Listed entries:
┄┄┄┄┄┄
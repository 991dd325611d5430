//! Command Execution Logic
//!
//! This module contains the command execution logic and configuration
//! loading for the modlens binary.

use std::path::Path;

use anyhow::Context;
use owo_colors::OwoColorize;
use tabled::{settings::Style as TableStyle, Table, Tabled};
use tokio::io::AsyncReadExt;
use tracing::info;

use crate::cli::args::*;
use crate::cli::output::emit_report;
use crate::mcp::server::McpServer;
use modlens_rs::{ModlensConfig, ModlensEngine};

const VERSION: &str = env!("CARGO_PKG_VERSION");

/// Name reported for source read from stdin
const STDIN_NAME: &str = "<stdin>";

/// Main analyze command implementation
pub async fn analyze_command(args: AnalyzeArgs) -> anyhow::Result<()> {
    let config = load_configuration(args.config.as_deref())?;
    let engine = ModlensEngine::new(config)?;

    let report = if args.file.as_os_str() == "-" {
        let mut source = String::new();
        tokio::io::stdin()
            .read_to_string(&mut source)
            .await
            .context("Failed to read source from stdin")?;
        engine.analyze_source(STDIN_NAME, &source)?
    } else {
        engine.analyze_file(&args.file)?
    };

    info!(
        "Analyzed {}: {} issue(s)",
        report.file_path, report.total_issues
    );
    emit_report(&report, args.format, args.out.as_deref())
}

/// Print default configuration in YAML format
pub async fn print_default_config() -> anyhow::Result<()> {
    println!("{}", "# Default modlens configuration".dimmed());
    println!("{}", "# Save this to a file and customize as needed".dimmed());
    println!("{}", "# Usage: modlens analyze --config your-config.yml FILE".dimmed());
    println!();

    let yaml_output = serde_yaml::to_string(&ModlensConfig::default())?;
    println!("{}", yaml_output);

    Ok(())
}

/// Validate a modlens configuration file
pub async fn validate_config(args: ValidateConfigArgs) -> anyhow::Result<()> {
    println!(
        "{} {}",
        "Validating configuration:".bright_blue().bold(),
        args.config.display().cyan()
    );
    println!();

    let config = match load_configuration(Some(&args.config)) {
        Ok(config) => config,
        Err(e) => {
            eprintln!("{} {:#}", "Configuration validation failed:".red(), e);
            println!();
            println!(
                "{}",
                "Tip: Use 'modlens print-default-config' to see the valid format".dimmed()
            );
            anyhow::bail!("invalid configuration: {}", args.config.display());
        }
    };

    println!("{}", "Configuration file is valid!".bright_green().bold());
    println!();

    #[derive(Tabled)]
    struct DetailRow {
        setting: String,
        value: String,
    }

    let detail_rows = vec![
        DetailRow {
            setting: "similarity.duplicate_threshold".to_string(),
            value: config.similarity.duplicate_threshold.to_string(),
        },
        DetailRow {
            setting: "thresholds.max_sloc".to_string(),
            value: config.thresholds.max_sloc.to_string(),
        },
        DetailRow {
            setting: "thresholds.max_functions".to_string(),
            value: config.thresholds.max_functions.to_string(),
        },
        DetailRow {
            setting: "thresholds.max_complexity".to_string(),
            value: config.thresholds.max_complexity.to_string(),
        },
        DetailRow {
            setting: "planner.target_maintainability".to_string(),
            value: config.planner.target_maintainability.to_string(),
        },
    ];

    let mut table = Table::new(detail_rows);
    table.with(TableStyle::rounded());
    println!("{}", table);

    Ok(())
}

/// Run MCP server over stdio
pub async fn mcp_stdio_command(args: McpStdioArgs) -> anyhow::Result<()> {
    eprintln!("Starting MCP stdio server...");

    let config = load_configuration(args.config.as_deref())?;
    let engine = ModlensEngine::new(config)?;
    McpServer::new(VERSION, engine).run().await
}

/// Load configuration from file or use defaults, validating either way
pub fn load_configuration(config_path: Option<&Path>) -> anyhow::Result<ModlensConfig> {
    let config = match config_path {
        Some(path) => ModlensConfig::from_yaml_file(path)
            .with_context(|| format!("Failed to load configuration from {}", path.display()))?,
        None => ModlensConfig::default(),
    };

    config.validate()?;
    Ok(config)
}

#[cfg(test)]
mod tests {
    use super::*;
    use std::io::Write;

    #[test]
    fn missing_config_path_uses_defaults() {
        let config = load_configuration(None).unwrap();
        assert_eq!(config, ModlensConfig::default());
    }

    #[test]
    fn partial_yaml_config_is_merged_with_defaults() {
        let mut file = tempfile::Builder::new().suffix(".yml").tempfile().unwrap();
        writeln!(file, "thresholds:\n  max_sloc: 800").unwrap();

        let config = load_configuration(Some(file.path())).unwrap();
        assert_eq!(config.thresholds.max_sloc, 800);
        assert_eq!(config.thresholds.max_functions, 20);
    }

    #[test]
    fn invalid_values_are_rejected() {
        let mut file = tempfile::Builder::new().suffix(".yml").tempfile().unwrap();
        writeln!(file, "similarity:\n  duplicate_threshold: 1.5").unwrap();
        assert!(load_configuration(Some(file.path())).is_err());
    }
}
┄┄┄┄┄┄
Task requirements:
Your answer should consist of each line above in which "similarity" appears.

Answer space:
            setting: "similarity.duplicate_threshold".to_string(),
            value: config.similarity.duplicate_threshold.to_string(),
        writeln!(file, "similarity:\n  duplicate_threshold: 1.5").unwrap();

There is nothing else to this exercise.